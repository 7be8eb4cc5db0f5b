//! HTTP Routes for the Auth Server
//!
//! Provides REST API endpoints for proof verification and metadata extraction.

pub mod auth;
pub mod health;

use axum::Router;

use crate::state::AppState;

/// Create all routes
pub fn create_routes(state: AppState) -> Router {
    Router::new()
        .merge(health::routes())
        .nest("/api/v1", auth::routes())
        .with_state(state)
}
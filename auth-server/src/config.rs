//! Server Configuration
//!
//! Loaded from an optional `auth-server.toml` file and `AUTH_*` environment
//! variables (a `.env` file is read first when present).

use serde::Deserialize;
use std::net::SocketAddr;
use std::path::PathBuf;
use std::time::Duration;

use zk_auth_verifier::{ConfiguredSchemas, DecodeError, IssuerStateSource, SchemaHash, SchemaRef};

/// File name (without extension) searched in the working directory
pub const CONFIG_FILE: &str = "auth-server";

/// Environment variable prefix
pub const ENV_PREFIX: &str = "AUTH";

#[derive(Debug, thiserror::Error)]
pub enum ConfigError {
    #[error("failed to load configuration: {0}")]
    Load(#[from] config::ConfigError),
    #[error("invalid socket address {0:?}")]
    InvalidAddress(String),
    #[error("invalid state contract address {0:?}: expected 0x followed by 20 hex bytes")]
    InvalidContract(String),
    #[error("{0} must be greater than zero")]
    ZeroTimeout(&'static str),
    #[error("invalid hash for schema {schema}: {source}")]
    InvalidSchemaHash {
        schema: String,
        #[source]
        source: DecodeError,
    },
}

/// One entry of the claim schema table
#[derive(Debug, Clone, Deserialize)]
pub struct SchemaEntry {
    pub url: String,
    #[serde(rename = "type")]
    pub schema_type: String,
    /// Hex-encoded 16-byte schema hash
    pub hash: String,
}

impl SchemaEntry {
    pub fn schema_ref(&self) -> SchemaRef {
        SchemaRef {
            url: self.url.clone(),
            schema_type: self.schema_type.clone(),
        }
    }
}

/// Server configuration
#[derive(Debug, Clone, Deserialize)]
pub struct Config {
    /// Server bind address
    #[serde(default = "default_host")]
    pub host: String,

    /// Server port
    #[serde(default = "default_port")]
    pub port: u16,

    /// Log level
    #[serde(default = "default_log_level")]
    pub log_level: String,

    /// Enable JSON logging
    #[serde(default)]
    pub json_logs: bool,

    /// CORS allowed origins
    #[serde(default = "default_cors_origins")]
    pub cors_origins: Vec<String>,

    /// Ethereum JSON-RPC endpoint hosting the state contract
    #[serde(default = "default_rpc_url")]
    pub rpc_url: String,

    /// State contract address
    #[serde(default = "default_state_contract")]
    pub state_contract: String,

    /// Per-request timeout for JSON-RPC calls
    #[serde(default = "default_rpc_timeout")]
    pub rpc_timeout_secs: u64,

    /// Upper bound on a single state-registry read
    #[serde(default = "default_resolution_timeout")]
    pub resolution_timeout_secs: u64,

    /// Directory holding `<circuitId>.json` verification keys
    #[serde(default = "default_circuits_dir")]
    pub circuits_dir: PathBuf,

    /// Relying-party identifier checked by the `audience` rule
    pub audience: Option<String>,

    #[serde(default)]
    pub issuer_state_source: IssuerStateSource,

    /// Reconcile claimed states with the registry. Disable only for offline testing.
    #[serde(default = "default_check_states")]
    pub check_states: bool,

    /// Claim schemas accepted by the `schema` rule
    #[serde(default)]
    pub schemas: Vec<SchemaEntry>,
}

fn default_host() -> String {
    "0.0.0.0".to_string()
}

fn default_port() -> u16 {
    3000
}

fn default_log_level() -> String {
    "info".to_string()
}

fn default_cors_origins() -> Vec<String> {
    vec!["*".to_string()]
}

fn default_rpc_url() -> String {
    "http://localhost:8545".to_string()
}

fn default_state_contract() -> String {
    "0x0000000000000000000000000000000000000000".to_string()
}

fn default_rpc_timeout() -> u64 {
    5
}

fn default_resolution_timeout() -> u64 {
    10
}

fn default_check_states() -> bool {
    true
}

fn default_circuits_dir() -> PathBuf {
    PathBuf::from("circuits")
}

impl Default for Config {
    fn default() -> Self {
        Self {
            host: default_host(),
            port: default_port(),
            log_level: default_log_level(),
            json_logs: false,
            cors_origins: default_cors_origins(),
            rpc_url: default_rpc_url(),
            state_contract: default_state_contract(),
            rpc_timeout_secs: default_rpc_timeout(),
            resolution_timeout_secs: default_resolution_timeout(),
            circuits_dir: default_circuits_dir(),
            audience: None,
            issuer_state_source: IssuerStateSource::default(),
            check_states: default_check_states(),
            schemas: Vec::new(),
        }
    }
}

impl Config {
    /// Load configuration from `auth-server.toml` and the environment
    pub fn load() -> Result<Self, ConfigError> {
        // Load .env file if present
        let _ = dotenvy::dotenv();

        let settings = config::Config::builder()
            .add_source(config::File::with_name(CONFIG_FILE).required(false))
            .add_source(
                config::Environment::with_prefix(ENV_PREFIX)
                    .try_parsing(true)
                    .list_separator(",")
                    .with_list_parse_key("cors_origins"),
            )
            .build()?;

        let config: Self = settings.try_deserialize()?;
        config.validate()?;
        Ok(config)
    }

    pub fn validate(&self) -> Result<(), ConfigError> {
        self.socket_addr()?;
        self.state_contract_bytes()?;
        if self.rpc_timeout_secs == 0 {
            return Err(ConfigError::ZeroTimeout("rpc_timeout_secs"));
        }
        if self.resolution_timeout_secs == 0 {
            return Err(ConfigError::ZeroTimeout("resolution_timeout_secs"));
        }
        self.schema_table()?;
        Ok(())
    }

    /// Schema table for the query evaluator
    pub fn schema_table(&self) -> Result<ConfiguredSchemas, ConfigError> {
        self.schemas
            .iter()
            .map(|entry| {
                let schema = entry.schema_ref();
                SchemaHash::from_hex(&entry.hash)
                    .map(|hash| (schema.clone(), hash))
                    .map_err(|source| ConfigError::InvalidSchemaHash {
                        schema: schema.to_string(),
                        source,
                    })
            })
            .collect()
    }

    /// Get socket address for binding
    pub fn socket_addr(&self) -> Result<SocketAddr, ConfigError> {
        let addr = format!("{}:{}", self.host, self.port);
        addr.parse().map_err(|_| ConfigError::InvalidAddress(addr))
    }

    /// Decoded state contract address
    pub fn state_contract_bytes(&self) -> Result<[u8; 20], ConfigError> {
        let invalid = || ConfigError::InvalidContract(self.state_contract.clone());
        let hex_part = self.state_contract.strip_prefix("0x").ok_or_else(invalid)?;
        let bytes = hex::decode(hex_part).map_err(|_| invalid())?;
        bytes.try_into().map_err(|_| invalid())
    }

    pub fn rpc_timeout(&self) -> Duration {
        Duration::from_secs(self.rpc_timeout_secs)
    }

    pub fn resolution_timeout(&self) -> Duration {
        Duration::from_secs(self.resolution_timeout_secs)
    }
}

* * *

§ What you need to do
The answer must be every line of the entries that includes the word "Router".

§ Written solution
use axum::Router;
pub fn create_routes(state: AppState) -> Router {
    Router::new()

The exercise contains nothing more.